** Task material follows **

use ratatui::buffer::Buffer;
use ratatui::layout::Rect;
use ratatui::text::{Line, Span};
use ratatui::widgets::{Clear, Paragraph, Widget};

use super::{footer_line, label_style, title_line};

const SHORTCUTS: [(&str, &str); 14] = [
    ("↑/↓ k/j", "Navigate the command list or scroll output"),
    ("Enter", "Execute the selected command"),
    ("n", "Add a new command"),
    ("e", "Edit the selected command"),
    ("d", "Delete the selected command"),
    ("f", "Filter commands by name, command, description or tags"),
    ("c", "Cycle through categories"),
    ("b", "Toggle background execution mode"),
    ("h", "Show/hide this help screen"),
    ("PgUp/PgDn", "Scroll output by a page"),
    ("Home/End", "Jump to the top or bottom of the output"),
    ("Esc", "Leave the output view, form or filter"),
    ("q", "Quit the application"),
    ("Ctrl+C", "Quit from anywhere"),
];

/// Key binding reference.
pub struct HelpWidget;

impl Widget for HelpWidget {
    fn render(self, area: Rect, buf: &mut Buffer) {
        Clear.render(area, buf);
        if area.height == 0 || area.width == 0 {
            return;
        }

        let mut lines = vec![
            title_line("Help - Keyboard Shortcuts", area.width),
            Line::default(),
        ];
        lines.extend(SHORTCUTS.iter().map(|(keys, description)| {
            Line::from(vec![
                Span::styled(format!("{keys:<10}"), label_style()),
                Span::raw(format!(" {description}")),
            ])
        }));
        lines.push(Line::default());
        lines.push(footer_line("Press Esc or h to go back"));

        Paragraph::new(lines).render(area, buf);
    }
}
//! Per-command working directory policy.

use std::path::PathBuf;

use recipe_commons::{PathContext, PathError};
use recipe_config::Command;

#[derive(Debug, Clone, Copy, PartialEq, Eq)]
pub enum WorkingDirMode {
    /// Inherit the launcher's directory (`""` or `current`).
    Current,
    Home,
    Absolute,
}

impl WorkingDirMode {
    pub fn parse(raw: &str) -> Result<Self, PathError> {
        let mode = raw.trim().to_lowercase();
        match mode.as_str() {
            "" | "current" => Ok(Self::Current),
            "home" => Ok(Self::Home),
            "absolute" => Ok(Self::Absolute),
            _ => Err(PathError::UnknownMode(mode)),
        }
    }

    pub fn as_str(self) -> &'static str {
        match self {
            Self::Current => "current",
            Self::Home => "home",
            Self::Absolute => "absolute",
        }
    }
}

/// Turns a command's working-directory fields into the directory its process
/// starts in. `Ok(None)` means "inherit".
#[derive(Debug, Clone, Default)]
pub struct WorkingDirResolver {
    context: PathContext,
}

impl WorkingDirResolver {
    pub fn new(context: PathContext) -> Self {
        Self { context }
    }

    pub fn context(&self) -> &PathContext {
        &self.context
    }

    pub fn resolve(&self, command: &Command) -> Result<Option<PathBuf>, PathError> {
        match WorkingDirMode::parse(&command.working_dir_mode)? {
            WorkingDirMode::Current => Ok(None),
            WorkingDirMode::Home => self.context.home_dir().map(Some),
            WorkingDirMode::Absolute => self.resolve_absolute(&command.working_dir_path).map(Some),
        }
    }

    fn resolve_absolute(&self, raw: &str) -> Result<PathBuf, PathError> {
        if raw.trim().is_empty() {
            return Err(PathError::MissingPath);
        }

        let expanded = self.context.expand(raw)?;
        if !expanded.is_absolute() {
            return Err(PathError::NotAbsolute(expanded));
        }
        if !expanded.is_dir() {
            return Err(PathError::NotADirectory(expanded));
        }
        Ok(expanded)
    }
}

#[cfg(test)]
mod tests {
    use super::*;

    fn with_dir(mode: &str, path: &str) -> Command {
        Command::new("1", "probe", "pwd").with_working_dir(mode, path)
    }

    #[test]
    fn blank_and_current_inherit() {
        let resolver = WorkingDirResolver::default();
        assert_eq!(resolver.resolve(&with_dir("", "")).unwrap(), None);
        assert_eq!(resolver.resolve(&with_dir(" Current ", "/ignored")).unwrap(), None);
    }

    #[test]
    fn home_uses_pinned_home() {
        let resolver = WorkingDirResolver::new(PathContext::new().with_home("/home/tester"));
        assert_eq!(
            resolver.resolve(&with_dir("HOME", "")).unwrap(),
            Some(PathBuf::from("/home/tester"))
        );
    }

    #[test]
    fn absolute_requires_a_path() {
        let error = WorkingDirResolver::default()
            .resolve(&with_dir("absolute", "  "))
            .unwrap_err();
        assert!(matches!(error, PathError::MissingPath));
    }

    #[test]
    fn absolute_rejects_relative_results() {
        let error = WorkingDirResolver::default()
            .resolve(&with_dir("absolute", "relative/dir"))
            .unwrap_err();
        assert!(matches!(error, PathError::NotAbsolute(_)));
    }

    #[test]
    fn absolute_rejects_files() {
        let file = tempfile::NamedTempFile::new().unwrap();
        let error = WorkingDirResolver::default()
            .resolve(&with_dir("absolute", &file.path().to_string_lossy()))
            .unwrap_err();
        assert!(matches!(error, PathError::NotADirectory(_)));
    }

    #[test]
    fn absolute_expands_cwd_placeholder() {
        let root = tempfile::tempdir().unwrap();
        std::fs::create_dir(root.path().join("sub")).unwrap();
        let resolver = WorkingDirResolver::new(PathContext::new().with_cwd(root.path()));

        let resolved = resolver.resolve(&with_dir("absolute", "${cwd}/sub")).unwrap();
        assert_eq!(resolved, Some(root.path().join("sub")));
    }

    #[test]
    fn unknown_mode_is_reported_lowercased() {
        let error = WorkingDirResolver::default()
            .resolve(&with_dir("Project", ""))
            .unwrap_err();
        assert_eq!(error.to_string(), "unknown working directory mode: project");
    }
}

** End of Task material **

__Work to complete__.
Please state how many lines in the entries above include the word "join", giving only the number.

__Result of the exercise__.
2